= What you should do =
This exercise requires every record to be repeated exactly.

= Study material =

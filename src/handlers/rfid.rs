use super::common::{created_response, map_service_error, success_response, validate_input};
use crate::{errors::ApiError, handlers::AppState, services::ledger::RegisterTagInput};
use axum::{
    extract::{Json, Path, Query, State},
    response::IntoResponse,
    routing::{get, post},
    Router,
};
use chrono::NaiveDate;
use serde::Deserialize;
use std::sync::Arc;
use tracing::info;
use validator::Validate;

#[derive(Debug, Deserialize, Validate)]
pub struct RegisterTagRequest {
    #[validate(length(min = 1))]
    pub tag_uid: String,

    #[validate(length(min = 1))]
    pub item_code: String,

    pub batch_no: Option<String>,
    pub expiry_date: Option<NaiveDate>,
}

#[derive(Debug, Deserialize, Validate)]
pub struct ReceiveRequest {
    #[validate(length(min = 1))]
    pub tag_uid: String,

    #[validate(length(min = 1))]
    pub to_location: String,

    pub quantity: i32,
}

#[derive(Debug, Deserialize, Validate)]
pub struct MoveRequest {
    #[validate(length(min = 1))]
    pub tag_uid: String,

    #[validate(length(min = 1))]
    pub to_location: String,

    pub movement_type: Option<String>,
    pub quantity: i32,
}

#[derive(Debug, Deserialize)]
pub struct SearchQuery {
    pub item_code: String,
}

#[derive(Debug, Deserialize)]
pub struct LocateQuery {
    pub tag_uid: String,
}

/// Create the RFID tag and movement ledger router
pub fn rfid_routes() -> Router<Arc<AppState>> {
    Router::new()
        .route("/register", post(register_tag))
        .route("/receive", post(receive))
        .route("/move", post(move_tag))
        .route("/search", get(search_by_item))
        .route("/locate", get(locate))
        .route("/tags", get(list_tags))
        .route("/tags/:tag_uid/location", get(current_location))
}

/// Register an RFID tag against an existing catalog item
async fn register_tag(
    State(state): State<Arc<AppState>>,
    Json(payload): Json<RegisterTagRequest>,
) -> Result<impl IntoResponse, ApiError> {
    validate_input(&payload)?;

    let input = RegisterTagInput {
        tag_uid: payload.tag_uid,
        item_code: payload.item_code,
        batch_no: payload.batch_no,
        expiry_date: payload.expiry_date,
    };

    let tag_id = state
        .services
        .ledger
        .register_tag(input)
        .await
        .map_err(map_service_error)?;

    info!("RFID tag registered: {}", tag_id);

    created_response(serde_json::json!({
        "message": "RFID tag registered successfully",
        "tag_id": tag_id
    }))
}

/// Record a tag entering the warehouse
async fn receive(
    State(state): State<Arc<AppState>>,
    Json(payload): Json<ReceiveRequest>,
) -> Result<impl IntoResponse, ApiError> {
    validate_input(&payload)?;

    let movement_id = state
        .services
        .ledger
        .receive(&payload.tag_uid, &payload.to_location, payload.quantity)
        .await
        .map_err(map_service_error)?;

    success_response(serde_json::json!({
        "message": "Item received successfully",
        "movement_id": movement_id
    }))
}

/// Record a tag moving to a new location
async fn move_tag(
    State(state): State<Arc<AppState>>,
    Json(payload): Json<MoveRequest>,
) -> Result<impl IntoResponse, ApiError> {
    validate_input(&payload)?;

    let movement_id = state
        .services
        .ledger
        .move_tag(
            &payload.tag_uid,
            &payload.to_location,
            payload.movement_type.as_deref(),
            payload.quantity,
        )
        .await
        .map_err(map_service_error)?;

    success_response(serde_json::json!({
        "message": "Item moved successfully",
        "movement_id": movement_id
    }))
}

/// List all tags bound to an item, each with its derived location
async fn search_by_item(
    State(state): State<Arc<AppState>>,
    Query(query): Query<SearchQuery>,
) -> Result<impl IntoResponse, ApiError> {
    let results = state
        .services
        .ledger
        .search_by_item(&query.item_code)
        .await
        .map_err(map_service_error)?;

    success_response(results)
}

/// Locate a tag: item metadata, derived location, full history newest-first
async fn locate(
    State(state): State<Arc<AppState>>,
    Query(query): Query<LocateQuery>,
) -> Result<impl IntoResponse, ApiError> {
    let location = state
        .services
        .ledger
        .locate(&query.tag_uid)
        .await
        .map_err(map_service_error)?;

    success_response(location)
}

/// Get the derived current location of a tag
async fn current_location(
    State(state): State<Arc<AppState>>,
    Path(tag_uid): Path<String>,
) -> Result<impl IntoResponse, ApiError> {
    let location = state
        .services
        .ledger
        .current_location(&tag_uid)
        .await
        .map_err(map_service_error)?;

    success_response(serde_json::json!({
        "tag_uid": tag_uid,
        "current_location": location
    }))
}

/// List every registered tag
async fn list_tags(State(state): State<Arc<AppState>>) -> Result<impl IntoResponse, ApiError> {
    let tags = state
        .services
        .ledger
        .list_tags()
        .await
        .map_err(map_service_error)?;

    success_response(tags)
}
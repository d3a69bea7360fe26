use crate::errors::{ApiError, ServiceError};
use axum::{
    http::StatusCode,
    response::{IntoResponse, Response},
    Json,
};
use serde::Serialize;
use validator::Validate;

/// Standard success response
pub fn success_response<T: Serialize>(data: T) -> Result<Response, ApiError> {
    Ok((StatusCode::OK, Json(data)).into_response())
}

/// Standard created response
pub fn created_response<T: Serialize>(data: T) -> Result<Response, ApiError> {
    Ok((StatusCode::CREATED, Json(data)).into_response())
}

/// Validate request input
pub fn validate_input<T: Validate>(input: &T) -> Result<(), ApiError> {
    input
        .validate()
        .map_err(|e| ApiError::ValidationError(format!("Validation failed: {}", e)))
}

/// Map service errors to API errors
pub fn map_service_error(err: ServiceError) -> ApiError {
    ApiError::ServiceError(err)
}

= Written solution =
filename src/handlers/rfid.rs
use super::common::{created_response, map_service_error, success_response, validate_input};
use crate::{errors::ApiError, handlers::AppState, services::ledger::RegisterTagInput};
use axum::{
    extract::{Json, Path, Query, State},
    response::IntoResponse,
    routing::{get, post},
    Router,
};
use chrono::NaiveDate;
use serde::Deserialize;
use std::sync::Arc;
use tracing::info;
use validator::Validate;

#[derive(Debug, Deserialize, Validate)]
pub struct RegisterTagRequest {
    #[validate(length(min = 1))]
    pub tag_uid: String,

    #[validate(length(min = 1))]
    pub item_code: String,

    pub batch_no: Option<String>,
    pub expiry_date: Option<NaiveDate>,
}

#[derive(Debug, Deserialize, Validate)]
pub struct ReceiveRequest {
    #[validate(length(min = 1))]
    pub tag_uid: String,

    #[validate(length(min = 1))]
    pub to_location: String,

    pub quantity: i32,
}

#[derive(Debug, Deserialize, Validate)]
pub struct MoveRequest {
    #[validate(length(min = 1))]
    pub tag_uid: String,

    #[validate(length(min = 1))]
    pub to_location: String,

    pub movement_type: Option<String>,
    pub quantity: i32,
}

#[derive(Debug, Deserialize)]
pub struct SearchQuery {
    pub item_code: String,
}

#[derive(Debug, Deserialize)]
pub struct LocateQuery {
    pub tag_uid: String,
}

/// Create the RFID tag and movement ledger router
pub fn rfid_routes() -> Router<Arc<AppState>> {
    Router::new()
        .route("/register", post(register_tag))
        .route("/receive", post(receive))
        .route("/move", post(move_tag))
        .route("/search", get(search_by_item))
        .route("/locate", get(locate))
        .route("/tags", get(list_tags))
        .route("/tags/:tag_uid/location", get(current_location))
}

/// Register an RFID tag against an existing catalog item
async fn register_tag(
    State(state): State<Arc<AppState>>,
    Json(payload): Json<RegisterTagRequest>,
) -> Result<impl IntoResponse, ApiError> {
    validate_input(&payload)?;

    let input = RegisterTagInput {
        tag_uid: payload.tag_uid,
        item_code: payload.item_code,
        batch_no: payload.batch_no,
        expiry_date: payload.expiry_date,
    };

    let tag_id = state
        .services
        .ledger
        .register_tag(input)
        .await
        .map_err(map_service_error)?;

    info!("RFID tag registered: {}", tag_id);

    created_response(serde_json::json!({
        "message": "RFID tag registered successfully",
        "tag_id": tag_id
    }))
}

/// Record a tag entering the warehouse
async fn receive(
    State(state): State<Arc<AppState>>,
    Json(payload): Json<ReceiveRequest>,
) -> Result<impl IntoResponse, ApiError> {
    validate_input(&payload)?;

    let movement_id = state
        .services
        .ledger
        .receive(&payload.tag_uid, &payload.to_location, payload.quantity)
        .await
        .map_err(map_service_error)?;

    success_response(serde_json::json!({
        "message": "Item received successfully",
        "movement_id": movement_id
    }))
}

/// Record a tag moving to a new location
async fn move_tag(
    State(state): State<Arc<AppState>>,
    Json(payload): Json<MoveRequest>,
) -> Result<impl IntoResponse, ApiError> {
    validate_input(&payload)?;

    let movement_id = state
        .services
        .ledger
        .move_tag(
            &payload.tag_uid,
            &payload.to_location,
            payload.movement_type.as_deref(),
            payload.quantity,
        )
        .await
        .map_err(map_service_error)?;

    success_response(serde_json::json!({
        "message": "Item moved successfully",
        "movement_id": movement_id
    }))
}

/// List all tags bound to an item, each with its derived location
async fn search_by_item(
    State(state): State<Arc<AppState>>,
    Query(query): Query<SearchQuery>,
) -> Result<impl IntoResponse, ApiError> {
    let results = state
        .services
        .ledger
        .search_by_item(&query.item_code)
        .await
        .map_err(map_service_error)?;

    success_response(results)
}

/// Locate a tag: item metadata, derived location, full history newest-first
async fn locate(
    State(state): State<Arc<AppState>>,
    Query(query): Query<LocateQuery>,
) -> Result<impl IntoResponse, ApiError> {
    let location = state
        .services
        .ledger
        .locate(&query.tag_uid)
        .await
        .map_err(map_service_error)?;

    success_response(location)
}

/// Get the derived current location of a tag
async fn current_location(
    State(state): State<Arc<AppState>>,
    Path(tag_uid): Path<String>,
) -> Result<impl IntoResponse, ApiError> {
    let location = state
        .services
        .ledger
        .current_location(&tag_uid)
        .await
        .map_err(map_service_error)?;

    success_response(serde_json::json!({
        "tag_uid": tag_uid,
        "current_location": location
    }))
}

/// List every registered tag
async fn list_tags(State(state): State<Arc<AppState>>) -> Result<impl IntoResponse, ApiError> {
    let tags = state
        .services
        .ledger
        .list_tags()
        .await
        .map_err(map_service_error)?;

    success_response(tags)
}
repository d3a69bea7360fe26
use crate::errors::{ApiError, ServiceError};
use axum::{
    http::StatusCode,
    response::{IntoResponse, Response},
    Json,
};
use serde::Serialize;
use validator::Validate;

/// Standard success response
pub fn success_response<T: Serialize>(data: T) -> Result<Response, ApiError> {
    Ok((StatusCode::OK, Json(data)).into_response())
}

/// Standard created response
pub fn created_response<T: Serialize>(data: T) -> Result<Response, ApiError> {
    Ok((StatusCode::CREATED, Json(data)).into_response())
}

/// Validate request input
pub fn validate_input<T: Validate>(input: &T) -> Result<(), ApiError> {
    input
        .validate()
        .map_err(|e| ApiError::ValidationError(format!("Validation failed: {}", e)))
}

/// Map service errors to API errors
pub fn map_service_error(err: ServiceError) -> ApiError {
    ApiError::ServiceError(err)
}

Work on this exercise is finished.